Gagan Biyani '08, Co-Founder and CEO of Sprig and Co-Founder of Udemy; along with Matt Kent, Co-Founder and Engineering Lead at Sprig, sat down with a room full of aspiring Cal entrepreneurs recently. A Berkeley Founders’ Pledge member, Biyani is committed to supporting Cal entrepreneurs and shared some important lessons learned. Organized by the Cal Startup Network and The Foundry, this is part of a series of events designed to connect today’s students with Berkeley’s innovative founders and startups.
While Biyani was at Cal, he split his time between his economics major and seven different jobs and internships, eventually deciding he wanted to go into tech. The market downturn that hit as he began his career with Accenture sparked his entrepreneurial instincts. Looking for interesting ideas, he offered to work with the engineers responsible for what would become Udemy, now the largest marketplace for online courses, and quickly earned his way onto the founding team.
Biyani raised Udemy's first $4m in venture capital, hired 10 of their first 20 employees, and managed the team that generated over $2m in sales in the platform's first 18 months. His biggest takeaway from the experience: “You can’t plan if you are going to be successful. You just need to identify the opportunities and you better take them. That is what ‘luck’ in the Silicon Valley is.”
After Udemy, Biyani became fascinated with the ridesharing industry and spent six months advising at Lyft, where he learned how to take an existing system and apply the startup and tech mentality to it—a lesson he turned into his next venture, Sprig.

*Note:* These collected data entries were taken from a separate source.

//! `courier-jobs`: the job/submission domain model.
//!
//! A [`Job`] is a named batch of [`Submission`]s. Submissions move through the
//! state machine in [`transition`]; every legal move is decided there and
//! nowhere else. Job counters ([`JobCounts`]) are a cache over submission
//! statuses and can always be rebuilt with [`JobCounts::tally`].

pub mod counts;
pub mod job;
pub mod status;
pub mod submission;
pub mod transition;

pub use counts::JobCounts;
pub use job::{Job, NewJob};
pub use status::{JobStatus, Outcome, SubmissionStatus};
pub use submission::{Evidence, Submission, TerminalReport};
pub use transition::{SubmissionEvent, next_status};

As the CEO and co-founder of Sprig, a mobile meals-on-demand service, Biyani is pushing the mission to make eating well simple. The startup allows users to order a balanced meal, which is prepared in Sprig’s industrial kitchen and delivered in 15–20 minutes. In March 2014, Sprig raised $10 million in Series A funding.
Sprig Co-Founder Matt Kent didn’t set out to become an entrepreneur. “But I wanted to solve problems and build interesting products. While I was interning at IBM a bunch of us started an open source project. We learned how to build software and build a community around it.”
With $30k in angel money, Kent moved cross country to San Francisco, quickly realizing the key to success was finding and taking opportunities. The team tried to meet as many people as possible at meet-ups and hackathons. But, he says, “we were stereotypical engineers. That was all we had. There was no business perspective. We couldn’t understand why the tech wasn’t enough.”
So Matt worked a “real job” for a while, learned about fundraising and team building through observation and then met Biyani through mutual friends. He jumped on board immediately. “Know when it’s the right time to jump on it. You learn through experience what opportunities are worth it and what aren’t. If you aren’t out there, if you don’t know people, you won’t see opportunities. You’ll eventually see the obvious choice.”
Biyani concurred, “The concept of a stealth startup exists because people are afraid someone will take their idea and steal it. But if you don’t tell anyone about your idea then you won’t meet people who can help you. If we had followed the stealth model, we wouldn’t have met.”